Maybe China will learn something from the current problems that have plagued the SLS rocket inherited from the space shuttles? Let’s see. If the first stage of the Chang Zheng 9 rocket was originally supposed to be equipped with 16 YF-135 engines (before that, the plans mentioned YF-130 engines), it seems that their development encountered some problems, as they were replaced by 26 engines. engines whose names we do not yet know; hence the larger but lower power of the YF-135. It remains to be seen what the final decision will be regarding the propulsion of the Chang Zheng 9 first stage, as the rocket will begin to be assembled in just a few years.

If the first stage of the Chang Zheng 9 rocket is still not very clear, we know for sure that the second stage will use the YF-79 engine successfully tested in recent days. It is also fueled by hydrogen and liquid oxygen and is derived from the YF-77, the current first-stage engines of the Chang Zheng 5 rocket, currently China’s most powerful rocket (yes, that’s the one that, after launching elements for the space station China Spacecraft, it spirals uncontrollably through the atmosphere, and we are all waiting to see if it will fall on any human settlement or not).
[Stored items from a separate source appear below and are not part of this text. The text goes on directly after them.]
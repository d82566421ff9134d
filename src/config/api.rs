//! JSON results API configuration.

use std::collections::BTreeMap;

use serde::{Deserialize, Serialize};

/// Participants requested per API window.
pub const PARTICIPANTS_PER_PAGE: u32 = 200;

/// Most windows a single job may span.
pub const MAX_WINDOWS: u32 = 500;

pub const DEFAULT_SUBSCRIPTION_KEY_HEADER: &str = "Ocp-Apim-Subscription-Key";

/// Environment variable holding the API subscription key.
pub const API_KEY_ENV: &str = "LABHARVEST_API_KEY";

/// Immutable request configuration for the results API.
///
/// Built once at startup and handed to the client; nothing mutates it afterwards.
#[derive(Debug, Clone, Serialize, Deserialize, PartialEq, Eq)]
pub struct ApiConfig {
    /// Participants endpoint with a `{job_id}` placeholder.
    #[serde(default)]
    pub url_template: Option<String>,

    #[serde(default = "default_key_header")]
    pub subscription_key_header: String,

    /// Also read from `LABHARVEST_API_KEY`.
    #[serde(default, skip_serializing)]
    pub subscription_key: Option<String>,

    /// Extra headers sent with every request.
    #[serde(default = "default_headers")]
    pub headers: BTreeMap<String, String>,

    /// Request timeout in seconds.
    #[serde(default = "default_timeout")]
    pub timeout: u64,

    /// Participants per window; must be at least 1.
    #[serde(default = "default_page_size")]
    pub page_size: u32,

    /// Jobs whose total needs more windows than this are rejected.
    #[serde(default = "default_max_windows")]
    pub max_windows: u32,

    #[serde(default = "default_offset_param")]
    pub offset_param: String,

    #[serde(default = "default_limit_param")]
    pub limit_param: String,

    /// Response field holding the participant count.
    #[serde(default = "default_total_field")]
    pub total_field: String,

    /// Response field holding the participant array.
    #[serde(default = "default_data_field")]
    pub data_field: String,
}

impl Default for ApiConfig {
    fn default() -> Self {
        Self {
            url_template: None,
            subscription_key_header: default_key_header(),
            subscription_key: None,
            headers: default_headers(),
            timeout: default_timeout(),
            page_size: default_page_size(),
            max_windows: default_max_windows(),
            offset_param: default_offset_param(),
            limit_param: default_limit_param(),
            total_field: default_total_field(),
            data_field: default_data_field(),
        }
    }
}

impl ApiConfig {
    /// Apply environment variable overrides.
    ///
    /// - `LABHARVEST_API_KEY` - subscription key
    pub fn with_env_overrides(mut self) -> Self {
        if let Ok(key) = std::env::var(API_KEY_ENV) {
            if !key.is_empty() {
                self.subscription_key = Some(key);
            }
        }
        self
    }

    /// Endpoint for `job_id`, if an endpoint is configured.
    pub fn participants_url(&self, job_id: &str) -> Option<String> {
        self.url_template
            .as_ref()
            .map(|template| template.replace("{job_id}", job_id))
    }

    /// Reject settings that would make window arithmetic meaningless.
    pub fn validate(&self) -> Result<(), String> {
        if self.page_size == 0 {
            return Err("api.page_size must be at least 1".to_string());
        }
        if self.max_windows == 0 {
            return Err("api.max_windows must be at least 1".to_string());
        }
        Ok(())
    }

    /// Number of windows needed to cover `total` participants, or `None`
    /// when that exceeds `max_windows`.
    pub fn window_count(&self, total: u64) -> Option<u32> {
        let size = u64::from(self.page_size.max(1));
        let windows = total.div_ceil(size).max(1);
        u32::try_from(windows)
            .ok()
            .filter(|w| *w <= self.max_windows)
    }

    /// Offset of the first participant in `page` (1-based).
    pub fn window_offset(&self, page: u32) -> u64 {
        u64::from(page.saturating_sub(1)) * u64::from(self.page_size.max(1))
    }
}

fn default_key_header() -> String {
    DEFAULT_SUBSCRIPTION_KEY_HEADER.to_string()
}

fn default_headers() -> BTreeMap<String, String> {
    BTreeMap::from([
        ("accept".to_string(), "application/json".to_string()),
        ("accept-language".to_string(), "en-US,en;q=0.9".to_string()),
    ])
}

fn default_timeout() -> u64 {
    30
}

fn default_page_size() -> u32 {
    PARTICIPANTS_PER_PAGE
}

fn default_max_windows() -> u32 {
    MAX_WINDOWS
}

fn default_offset_param() -> String {
    "offset".to_string()
}

fn default_limit_param() -> String {
    "limit".to_string()
}

fn default_total_field() -> String {
    "total".to_string()
}

fn default_data_field() -> String {
    "data".to_string()
}

#[cfg(test)]
mod tests {
    use super::*;

    #[test]
    fn window_count_rounds_up_and_never_hits_zero() {
        let config = ApiConfig::default();
        assert_eq!(config.window_count(0), Some(1));
        assert_eq!(config.window_count(1), Some(1));
        assert_eq!(config.window_count(200), Some(1));
        assert_eq!(config.window_count(201), Some(2));
        assert_eq!(config.window_count(1000), Some(5));
    }

    #[test]
    fn oversized_totals_have_no_window_count() {
        let config = ApiConfig::default();
        assert_eq!(config.window_count(100_000), Some(500));
        assert_eq!(config.window_count(100_001), None);
        assert_eq!(config.window_count(1_000_000_000_000), None);
        assert_eq!(config.window_count(u64::MAX), None);
    }

    #[test]
    fn zero_page_size_is_invalid() {
        let config = ApiConfig {
            page_size: 0,
            ..ApiConfig::default()
        };
        assert!(config.validate().unwrap_err().contains("page_size"));
        assert!(ApiConfig::default().validate().is_ok());
        assert_eq!(config.window_offset(3), 2);
    }

    #[test]
    fn window_offsets() {
        let config = ApiConfig::default();
        assert_eq!(config.window_offset(1), 0);
        assert_eq!(config.window_offset(3), 400);
    }

    #[test]
    fn participants_url_requires_template() {
        let mut config = ApiConfig::default();
        assert_eq!(config.participants_url("abc123"), None);

        config.url_template = Some("https://api.test/subevents/{job_id}/participants".into());
        assert_eq!(
            config.participants_url("abc123").as_deref(),
            Some("https://api.test/subevents/abc123/participants")
        );
    }

    #[test]
    fn key_is_never_serialized() {
        let config = ApiConfig {
            subscription_key: Some("secret".into()),
            ..ApiConfig::default()
        };
        let json = serde_json::to_string(&config).unwrap();
        assert!(!json.contains("secret"));
    }
}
In fact, in the previous version of the Chang Zheng 9 missile, its second stage was supposed to be equipped with YF-77 engines, but probably their version optimized for vacuum flight was called YF-79.

New engine, performance comparable to the American engine of the 60s

We inevitably wonder how this engine compares to the one used by the SLS. Well, for the secondary stage of the SLS rocket, called the Interim Cryogenic Propulsion Stage (ICPS), NASA decided to use a single RL10 engine that also runs on hydrogen, comparable in performance to the Chinese YF-79 engine. I think it’s worth mentioning that the RL10 is the longest-running rocket engine ever used, dating back 60 years in 1962.

Obviously, today’s version is an improved one (RL10B) and it should be emphasized that the ICPS is an intermediate secondary stage that will be replaced in the coming years by the Reconnaissance Upper Stage (EUS) powered by four RL10C engines. We do not yet know the mass of the second stage of the Chang Zheng 9 rocket, so it is difficult to directly compare the performance of SLS Block 1 or SLS Block 2 with China’s upcoming Chang Zheng 9 rocket, but we can conclude that the two large-caliber launchers will be somewhat similar, and both they will have manned missions to the moon.

China plans to launch the satellite around 2025

The Chang Zheng 9 rocket is due to make its first flight around 2030, and after that date, working in tandem with the Chang Zheng 5DY, China hopes to send the first taikonaut crew somewhere to the South Pole of the Moon by 2035. somewhere near the pole. The US Artemis 3 crew is also due to reach the south of the Moon, the mission is currently scheduled for 2025, but with so many delays and problems, I wouldn’t be surprised to see a real race to the Moon’s South Pole between the US and China in the early years of the next decade.